◆ **WHAT IS EXPECTED**: What is needed is every line of the data that includes the word "VALUES". Please copy each one.
************
use super::Database;
use crate::rpg;
use chrono::{DateTime, Utc};
use tracing::debug;

#[derive(Debug, Clone)]
pub struct UserRecord {
    pub user_id: String,
    pub username: String,
    pub balance: i64,
    pub level: i64,
    pub xp: i64,
    pub class: String,
    pub hp: i64,
    pub max_hp: i64,
    pub attack: i64,
    pub defense: i64,
    pub adventure_count: i64,
    pub pvp_wins: i64,
    pub pvp_losses: i64,
    pub boss_kills: i64,
}

impl UserRecord {
    pub fn is_alive(&self) -> bool {
        self.hp > 0
    }

    pub fn is_full_hp(&self) -> bool {
        self.hp >= self.max_hp
    }

    pub fn win_rate(&self) -> f64 {
        let total = self.pvp_wins + self.pvp_losses;
        if total == 0 {
            return 0.0;
        }
        self.pvp_wins as f64 / total as f64 * 100.0
    }
}

#[derive(Debug, Clone, PartialEq, Eq)]
pub struct ProgressReport {
    pub leveled_up: bool,
    pub new_level: i64,
    pub new_xp: i64,
    pub new_balance: i64,
}

#[derive(Debug, Clone, Copy, PartialEq, Eq)]
pub enum LeaderboardCategory {
    Level,
    Coins,
    Pvp,
    Bosses,
}

#[derive(Debug, Clone)]
pub struct LeaderboardRow {
    pub username: String,
    pub level: i64,
    pub xp: i64,
    pub balance: i64,
    pub pvp_wins: i64,
    pub pvp_losses: i64,
    pub boss_kills: i64,
}

impl Database {
    pub fn ensure_user(&self, user_id: &str, username: &str) -> anyhow::Result<()> {
        let conn = self.lock();
        conn.execute(
            "INSERT OR IGNORE INTO users (user_id, username) VALUES (?1, ?2)",
            (user_id, username),
        )?;
        // Keep the display name current.
        conn.execute(
            "UPDATE users SET username = ?2 WHERE user_id = ?1",
            (user_id, username),
        )?;
        Ok(())
    }

    pub fn get_user(&self, user_id: &str) -> anyhow::Result<Option<UserRecord>> {
        let conn = self.lock();
        let mut stmt = conn.prepare(
            "SELECT user_id, username, balance, level, xp, class, hp, max_hp,
                    attack, defense, adventure_count, pvp_wins, pvp_losses, boss_kills
             FROM users WHERE user_id = ?1",
        )?;
        let mut rows = stmt.query([user_id])?;

        if let Some(row) = rows.next()? {
            Ok(Some(UserRecord {
                user_id: row.get(0)?,
                username: row.get(1)?,
                balance: row.get(2)?,
                level: row.get(3)?,
                xp: row.get(4)?,
                class: row.get(5)?,
                hp: row.get(6)?,
                max_hp: row.get(7)?,
                attack: row.get(8)?,
                defense: row.get(9)?,
                adventure_count: row.get(10)?,
                pvp_wins: row.get(11)?,
                pvp_losses: row.get(12)?,
                boss_kills: row.get(13)?,
            }))
        } else {
            Ok(None)
        }
    }

    /// Adds XP and coins, walking the level curve for as many level-ups as
    /// the new XP total covers. Balance never drops below zero.
    pub fn add_xp_and_coins(
        &self,
        user_id: &str,
        xp: i64,
        coins: i64,
    ) -> anyhow::Result<ProgressReport> {
        let conn = self.lock();
        let (level, old_xp, balance): (i64, i64, i64) = conn.query_row(
            "SELECT level, xp, balance FROM users WHERE user_id = ?1",
            [user_id],
            |row| Ok((row.get(0)?, row.get(1)?, row.get(2)?)),
        )?;

        let mut new_xp = old_xp + xp;
        let new_balance = (balance + coins).max(0);
        let mut new_level = level;
        let mut leveled_up = false;

        let mut needed = rpg::xp_for_level(new_level);
        while new_xp >= needed {
            new_xp -= needed;
            new_level += 1;
            leveled_up = true;
            needed = rpg::xp_for_level(new_level);
        }

        if leveled_up {
            let stats = rpg::stats_for_level(new_level);
            conn.execute(
                "UPDATE users SET level=?1, xp=?2, balance=?3, class=?4,
                                  max_hp=?5, hp=?5, attack=?6, defense=?7
                 WHERE user_id=?8",
                (
                    new_level,
                    new_xp,
                    new_balance,
                    stats.class,
                    stats.max_hp,
                    stats.attack,
                    stats.defense,
                    user_id,
                ),
            )?;
            debug!("User {} leveled up to {}", user_id, new_level);
        } else {
            conn.execute(
                "UPDATE users SET xp=?1, balance=?2 WHERE user_id=?3",
                (new_xp, new_balance, user_id),
            )?;
        }

        Ok(ProgressReport {
            leveled_up,
            new_level,
            new_xp,
            new_balance,
        })
    }

    pub fn set_hp(&self, user_id: &str, hp: i64) -> anyhow::Result<()> {
        let conn = self.lock();
        conn.execute("UPDATE users SET hp = ?1 WHERE user_id = ?2", (hp, user_id))?;
        Ok(())
    }

    /// Claims the daily reward. Returns false when already claimed for `date`.
    pub fn claim_daily(&self, user_id: &str, date: &str, amount: i64) -> anyhow::Result<bool> {
        let conn = self.lock();
        let changed = conn.execute(
            "UPDATE users SET balance = balance + ?1, last_daily = ?2
             WHERE user_id = ?3 AND (last_daily IS NULL OR last_daily <> ?2)",
            (amount, date, user_id),
        )?;
        Ok(changed > 0)
    }

    pub fn heal_full(&self, user_id: &str, cost: i64) -> anyhow::Result<()> {
        let conn = self.lock();
        conn.execute(
            "UPDATE users SET hp = max_hp, balance = balance - ?1 WHERE user_id = ?2",
            (cost, user_id),
        )?;
        Ok(())
    }

    /// Message-reward throttle: updates `last_message_ts` and reports whether
    /// a reward should be granted (i.e. the cooldown had elapsed).
    pub fn try_claim_message_reward(
        &self,
        user_id: &str,
        now: DateTime<Utc>,
        cooldown_secs: u64,
    ) -> anyhow::Result<bool> {
        let conn = self.lock();
        let last: Option<String> = conn.query_row(
            "SELECT last_message_ts FROM users WHERE user_id = ?1",
            [user_id],
            |row| row.get(0),
        )?;

        if let Some(last) = last {
            if let Ok(last) = DateTime::parse_from_rfc3339(&last) {
                let elapsed = now.signed_duration_since(last.with_timezone(&Utc));
                if elapsed.num_seconds() < cooldown_secs as i64 {
                    return Ok(false);
                }
            }
        }

        conn.execute(
            "UPDATE users SET last_message_ts = ?1 WHERE user_id = ?2",
            (now.to_rfc3339(), user_id),
        )?;
        Ok(true)
    }

    pub fn record_adventure(&self, user_id: &str, new_hp: i64) -> anyhow::Result<()> {
        let conn = self.lock();
        conn.execute(
            "UPDATE users SET hp = ?1, adventure_count = adventure_count + 1
             WHERE user_id = ?2",
            (new_hp, user_id),
        )?;
        Ok(())
    }

    pub fn record_boss_kill(&self, user_id: &str, new_hp: i64) -> anyhow::Result<()> {
        let conn = self.lock();
        conn.execute(
            "UPDATE users SET hp = ?1, adventure_count = adventure_count + 1,
                              boss_kills = boss_kills + 1
             WHERE user_id = ?2",
            (new_hp, user_id),
        )?;
        Ok(())
    }

    pub fn leaderboard(
        &self,
        category: LeaderboardCategory,
        limit: usize,
    ) -> anyhow::Result<Vec<LeaderboardRow>> {
        let order = match category {
            LeaderboardCategory::Level => "level DESC, xp DESC",
            LeaderboardCategory::Coins => "balance DESC",
            LeaderboardCategory::Pvp => "pvp_wins DESC",
            LeaderboardCategory::Bosses => "boss_kills DESC",
        };
        let sql = format!(
            "SELECT username, level, xp, balance, pvp_wins, pvp_losses, boss_kills
             FROM users ORDER BY {order} LIMIT ?1"
        );

        let conn = self.lock();
        let mut stmt = conn.prepare(&sql)?;
        let rows = stmt.query_map([limit], |row| {
            Ok(LeaderboardRow {
                username: row.get(0)?,
                level: row.get(1)?,
                xp: row.get(2)?,
                balance: row.get(3)?,
                pvp_wins: row.get(4)?,
                pvp_losses: row.get(5)?,
                boss_kills: row.get(6)?,
            })
        })?;

        let mut results = Vec::new();
        for row in rows {
            results.push(row?);
        }
        Ok(results)
    }

    /// Periodic regeneration for everyone below max HP.
    pub fn regen_hp(&self, amount: i64) -> anyhow::Result<usize> {
        let conn = self.lock();
        let count = conn.execute(
            "UPDATE users SET hp = MIN(hp + ?1, max_hp) WHERE hp < max_hp",
            [amount],
        )?;
        Ok(count)
    }
}

#[cfg(test)]
mod tests {
    use super::super::test_utils::test_db;
    use super::*;
    use chrono::Duration;

    #[test]
    fn test_ensure_and_get_user() {
        let db = test_db();
        db.ensure_user("1", "alice").unwrap();
        db.ensure_user("1", "alice2").unwrap();

        let user = db.get_user("1").unwrap().unwrap();
        assert_eq!(user.username, "alice2");
        assert_eq!(user.level, 1);
        assert_eq!(user.hp, 100);
        assert!(user.is_alive());
        assert!(user.is_full_hp());
        assert_eq!(user.win_rate(), 0.0);

        assert!(db.get_user("2").unwrap().is_none());
    }

    #[test]
    fn test_add_xp_levels_up_and_restores_stats() {
        let db = test_db();
        db.ensure_user("1", "alice").unwrap();
        db.set_hp("1", 10).unwrap();

        // Level 1 needs 100 XP, level 2 needs 150: 260 XP crosses two levels.
        let report = db.add_xp_and_coins("1", 260, 30).unwrap();
        assert!(report.leveled_up);
        assert_eq!(report.new_level, 3);
        assert_eq!(report.new_xp, 10);
        assert_eq!(report.new_balance, 30);

        let user = db.get_user("1").unwrap().unwrap();
        assert_eq!(user.level, 3);
        assert_eq!(user.max_hp, 120);
        // Level-up fully restores HP.
        assert_eq!(user.hp, 120);
        assert_eq!(user.attack, 14);
        assert_eq!(user.defense, 7);
    }

    #[test]
    fn test_balance_floors_at_zero() {
        let db = test_db();
        db.ensure_user("1", "alice").unwrap();
        let report = db.add_xp_and_coins("1", 0, -500).unwrap();
        assert_eq!(report.new_balance, 0);
    }

    #[test]
    fn test_claim_daily_once_per_day() {
        let db = test_db();
        db.ensure_user("1", "alice").unwrap();

        assert!(db.claim_daily("1", "2026-08-26", 100).unwrap());
        assert!(!db.claim_daily("1", "2026-08-26", 100).unwrap());
        assert!(db.claim_daily("1", "2026-08-27", 100).unwrap());

        let user = db.get_user("1").unwrap().unwrap();
        assert_eq!(user.balance, 200);
    }

    #[test]
    fn test_message_reward_throttle() {
        let db = test_db();
        db.ensure_user("1", "alice").unwrap();

        let t0 = Utc::now();
        assert!(db.try_claim_message_reward("1", t0, 60).unwrap());
        assert!(!db
            .try_claim_message_reward("1", t0 + Duration::seconds(30), 60)
            .unwrap());
        assert!(db
            .try_claim_message_reward("1", t0 + Duration::seconds(61), 60)
            .unwrap());
    }

    #[test]
    fn test_leaderboard_ordering() {
        let db = test_db();
        for (id, name, coins) in [("1", "a", 10), ("2", "b", 50), ("3", "c", 30)] {
            db.ensure_user(id, name).unwrap();
            db.add_xp_and_coins(id, 0, coins).unwrap();
        }

        let rows = db.leaderboard(LeaderboardCategory::Coins, 10).unwrap();
        let names: Vec<_> = rows.iter().map(|r| r.username.as_str()).collect();
        assert_eq!(names, vec!["b", "c", "a"]);

        let rows = db.leaderboard(LeaderboardCategory::Coins, 2).unwrap();
        assert_eq!(rows.len(), 2);
    }

    #[test]
    fn test_regen_hp_clamps_to_max() {
        let db = test_db();
        db.ensure_user("1", "alice").unwrap();
        db.ensure_user("2", "bob").unwrap();
        db.set_hp("1", 95).unwrap();
        db.set_hp("2", 40).unwrap();

        let touched = db.regen_hp(10).unwrap();
        assert_eq!(touched, 2);

        assert_eq!(db.get_user("1").unwrap().unwrap().hp, 100);
        assert_eq!(db.get_user("2").unwrap().unwrap().hp, 50);
    }
}
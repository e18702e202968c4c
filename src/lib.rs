pub mod calc;
pub mod commands;
pub mod config;
pub mod cooldown;
pub mod db;
pub mod error;
pub mod events;
pub mod gameserver;
pub mod giveaways;
pub mod rpg;
pub mod services;
pub mod undercover;

/// Custom data passed to all commands
pub struct Data {
    pub config: config::Config,
    pub http_client: reqwest::Client,
    pub db: db::Database,
    pub cooldowns: cooldown::CooldownTracker,
    pub undercover: undercover::UndercoverManager,
    pub server: std::sync::Arc<gameserver::ServerManager>,
}

pub type Error = Box<dyn std::error::Error + Send + Sync>;
pub type Context<'a> = poise::Context<'a, Data, Error>;
use super::Database;

#[derive(Debug, Clone)]
pub struct GiveawayRecord {
    pub giveaway_id: i64,
    pub guild_id: String,
    pub channel_id: String,
    pub host_id: String,
    pub prize: String,
    pub ends_at: String,
}

#[derive(Debug, Clone, Copy, PartialEq, Eq)]
pub enum GiveawayStatus {
    Entered,
    AlreadyEntered,
    NotOpen,
}

impl Database {
    pub fn create_giveaway(
        &self,
        guild_id: &str,
        channel_id: &str,
        host_id: &str,
        prize: &str,
        ends_at: &str,
    ) -> anyhow::Result<i64> {
        let conn = self.lock();
        conn.execute(
            "INSERT INTO giveaways (guild_id, channel_id, host_id, prize, ends_at)
             VALUES (?1, ?2, ?3, ?4, ?5)",
            (guild_id, channel_id, host_id, prize, ends_at),
        )?;
        Ok(conn.last_insert_rowid())
    }

    pub fn enter_giveaway(&self, giveaway_id: i64, user_id: &str) -> anyhow::Result<GiveawayStatus> {
        let conn = self.lock();
        let mut stmt =
            conn.prepare("SELECT 1 FROM giveaways WHERE giveaway_id = ?1 AND status = 'open'")?;
        if !stmt.exists([giveaway_id])? {
            return Ok(GiveawayStatus::NotOpen);
        }

        let inserted = conn.execute(
            "INSERT OR IGNORE INTO giveaway_entries (giveaway_id, user_id) VALUES (?1, ?2)",
            (giveaway_id, user_id),
        )?;
        if inserted == 0 {
            Ok(GiveawayStatus::AlreadyEntered)
        } else {
            Ok(GiveawayStatus::Entered)
        }
    }

    pub fn list_open_giveaways(&self, guild_id: &str) -> anyhow::Result<Vec<GiveawayRecord>> {
        let conn = self.lock();
        let mut stmt = conn.prepare(
            "SELECT giveaway_id, guild_id, channel_id, host_id, prize, ends_at
             FROM giveaways WHERE guild_id = ?1 AND status = 'open' ORDER BY ends_at",
        )?;
        let rows = stmt.query_map([guild_id], map_giveaway)?;

        let mut results = Vec::new();
        for row in rows {
            results.push(row?);
        }
        Ok(results)
    }

    /// Cancels an open giveaway. Only the host may cancel.
    pub fn cancel_giveaway(&self, giveaway_id: i64, host_id: &str) -> anyhow::Result<usize> {
        let conn = self.lock();
        let count = conn.execute(
            "UPDATE giveaways SET status = 'cancelled'
             WHERE giveaway_id = ?1 AND host_id = ?2 AND status = 'open'",
            (giveaway_id, host_id),
        )?;
        Ok(count)
    }

    pub fn due_giveaways(&self, now: &str, limit: usize) -> anyhow::Result<Vec<GiveawayRecord>> {
        let conn = self.lock();
        let mut stmt = conn.prepare(
            "SELECT giveaway_id, guild_id, channel_id, host_id, prize, ends_at
             FROM giveaways WHERE status = 'open' AND ends_at <= ?1
             ORDER BY ends_at LIMIT ?2",
        )?;
        let rows = stmt.query_map((now, limit), map_giveaway)?;

        let mut results = Vec::new();
        for row in rows {
            results.push(row?);
        }
        Ok(results)
    }

    pub fn giveaway_entries(&self, giveaway_id: i64) -> anyhow::Result<Vec<String>> {
        let conn = self.lock();
        let mut stmt =
            conn.prepare("SELECT user_id FROM giveaway_entries WHERE giveaway_id = ?1")?;
        let rows = stmt.query_map([giveaway_id], |row| row.get(0))?;

        let mut results = Vec::new();
        for row in rows {
            results.push(row?);
        }
        Ok(results)
    }

    pub fn mark_giveaway_ended(&self, giveaway_id: i64) -> anyhow::Result<()> {
        let conn = self.lock();
        conn.execute(
            "UPDATE giveaways SET status = 'ended' WHERE giveaway_id = ?1",
            [giveaway_id],
        )?;
        Ok(())
    }
}

fn map_giveaway(row: &rusqlite::Row<'_>) -> rusqlite::Result<GiveawayRecord> {
    Ok(GiveawayRecord {
        giveaway_id: row.get(0)?,
        guild_id: row.get(1)?,
        channel_id: row.get(2)?,
        host_id: row.get(3)?,
        prize: row.get(4)?,
        ends_at: row.get(5)?,
    })
}

#[cfg(test)]
mod tests {
    use super::super::test_utils::test_db;
    use super::GiveawayStatus;

    #[test]
    fn test_lifecycle_create_enter_end() {
        let db = test_db();
        let id = db
            .create_giveaway("g1", "c1", "host", "Nitro", "2026-01-01 00:00:00")
            .unwrap();

        assert_eq!(db.enter_giveaway(id, "1").unwrap(), GiveawayStatus::Entered);
        assert_eq!(
            db.enter_giveaway(id, "1").unwrap(),
            GiveawayStatus::AlreadyEntered
        );
        assert_eq!(db.enter_giveaway(id, "2").unwrap(), GiveawayStatus::Entered);
        assert_eq!(db.giveaway_entries(id).unwrap().len(), 2);

        let due = db.due_giveaways("2026-06-01 00:00:00", 10).unwrap();
        assert_eq!(due.len(), 1);
        assert_eq!(due[0].prize, "Nitro");

        db.mark_giveaway_ended(id).unwrap();
        assert!(db.due_giveaways("2026-06-01 00:00:00", 10).unwrap().is_empty());
        assert_eq!(db.enter_giveaway(id, "3").unwrap(), GiveawayStatus::NotOpen);
    }

    #[test]
    fn test_not_due_until_deadline() {
        let db = test_db();
        db.create_giveaway("g1", "c1", "host", "Nitro", "2026-12-31 00:00:00")
            .unwrap();
        assert!(db.due_giveaways("2026-06-01 00:00:00", 10).unwrap().is_empty());
    }

    #[test]
    fn test_only_host_cancels() {
        let db = test_db();
        let id = db
            .create_giveaway("g1", "c1", "host", "Nitro", "2026-12-31 00:00:00")
            .unwrap();

        assert_eq!(db.cancel_giveaway(id, "someone_else").unwrap(), 0);
        assert_eq!(db.cancel_giveaway(id, "host").unwrap(), 1);
        assert!(db.list_open_giveaways("g1").unwrap().is_empty());
    }
}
************
◆ **RESPONSE BELOW**:
            "INSERT OR IGNORE INTO users (user_id, username) VALUES (?1, ?2)",
             VALUES (?1, ?2, ?3, ?4, ?5)",
            "INSERT OR IGNORE INTO giveaway_entries (giveaway_id, user_id) VALUES (?1, ?2)",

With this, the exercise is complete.